_Your instructions:_ I would like you to restate each record word for word.

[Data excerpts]

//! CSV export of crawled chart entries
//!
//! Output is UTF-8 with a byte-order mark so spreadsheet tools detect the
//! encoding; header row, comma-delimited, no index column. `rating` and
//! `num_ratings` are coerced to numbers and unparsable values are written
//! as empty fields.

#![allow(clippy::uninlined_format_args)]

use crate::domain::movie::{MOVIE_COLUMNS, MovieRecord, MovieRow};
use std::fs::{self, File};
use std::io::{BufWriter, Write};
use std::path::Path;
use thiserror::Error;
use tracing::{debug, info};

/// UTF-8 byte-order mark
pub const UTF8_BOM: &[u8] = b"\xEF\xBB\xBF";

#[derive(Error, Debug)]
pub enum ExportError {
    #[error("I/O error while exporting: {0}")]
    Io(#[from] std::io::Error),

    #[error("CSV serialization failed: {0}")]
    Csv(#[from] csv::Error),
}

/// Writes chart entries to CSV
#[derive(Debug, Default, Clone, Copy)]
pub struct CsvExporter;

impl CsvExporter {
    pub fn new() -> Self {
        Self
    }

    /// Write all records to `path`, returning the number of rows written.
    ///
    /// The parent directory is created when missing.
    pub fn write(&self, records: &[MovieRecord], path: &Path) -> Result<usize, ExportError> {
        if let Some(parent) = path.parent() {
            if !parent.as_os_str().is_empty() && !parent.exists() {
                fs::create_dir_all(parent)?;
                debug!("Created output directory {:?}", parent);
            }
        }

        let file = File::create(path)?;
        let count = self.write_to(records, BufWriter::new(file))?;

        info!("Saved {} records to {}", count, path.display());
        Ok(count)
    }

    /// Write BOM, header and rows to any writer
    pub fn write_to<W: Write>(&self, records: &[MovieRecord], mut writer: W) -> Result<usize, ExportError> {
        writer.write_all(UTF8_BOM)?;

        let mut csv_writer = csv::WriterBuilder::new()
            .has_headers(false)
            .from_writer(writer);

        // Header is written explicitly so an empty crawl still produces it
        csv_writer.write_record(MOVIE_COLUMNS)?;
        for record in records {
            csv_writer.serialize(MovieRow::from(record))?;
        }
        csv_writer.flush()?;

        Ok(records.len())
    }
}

_Answer to this task:_
//! CSV export of crawled chart entries
//!
//! Output is UTF-8 with a byte-order mark so spreadsheet tools detect the
//! encoding; header row, comma-delimited, no index column. `rating` and
//! `num_ratings` are coerced to numbers and unparsable values are written
//! as empty fields.

#![allow(clippy::uninlined_format_args)]

use crate::domain::movie::{MOVIE_COLUMNS, MovieRecord, MovieRow};
use std::fs::{self, File};
use std::io::{BufWriter, Write};
use std::path::Path;
use thiserror::Error;
use tracing::{debug, info};

/// UTF-8 byte-order mark
pub const UTF8_BOM: &[u8] = b"\xEF\xBB\xBF";

#[derive(Error, Debug)]
pub enum ExportError {
    #[error("I/O error while exporting: {0}")]
    Io(#[from] std::io::Error),

    #[error("CSV serialization failed: {0}")]
    Csv(#[from] csv::Error),
}

/// Writes chart entries to CSV
#[derive(Debug, Default, Clone, Copy)]
pub struct CsvExporter;

impl CsvExporter {
    pub fn new() -> Self {
        Self
    }

    /// Write all records to `path`, returning the number of rows written.
    ///
    /// The parent directory is created when missing.
    pub fn write(&self, records: &[MovieRecord], path: &Path) -> Result<usize, ExportError> {
        if let Some(parent) = path.parent() {
            if !parent.as_os_str().is_empty() && !parent.exists() {
                fs::create_dir_all(parent)?;
                debug!("Created output directory {:?}", parent);
            }
        }

        let file = File::create(path)?;
        let count = self.write_to(records, BufWriter::new(file))?;

        info!("Saved {} records to {}", count, path.display());
        Ok(count)
    }

    /// Write BOM, header and rows to any writer
    pub fn write_to<W: Write>(&self, records: &[MovieRecord], mut writer: W) -> Result<usize, ExportError> {
        writer.write_all(UTF8_BOM)?;

        let mut csv_writer = csv::WriterBuilder::new()
            .has_headers(false)
            .from_writer(writer);

        // Header is written explicitly so an empty crawl still produces it
        csv_writer.write_record(MOVIE_COLUMNS)?;
        for record in records {
            csv_writer.serialize(MovieRow::from(record))?;
        }
        csv_writer.flush()?;

        Ok(records.len())
    }
}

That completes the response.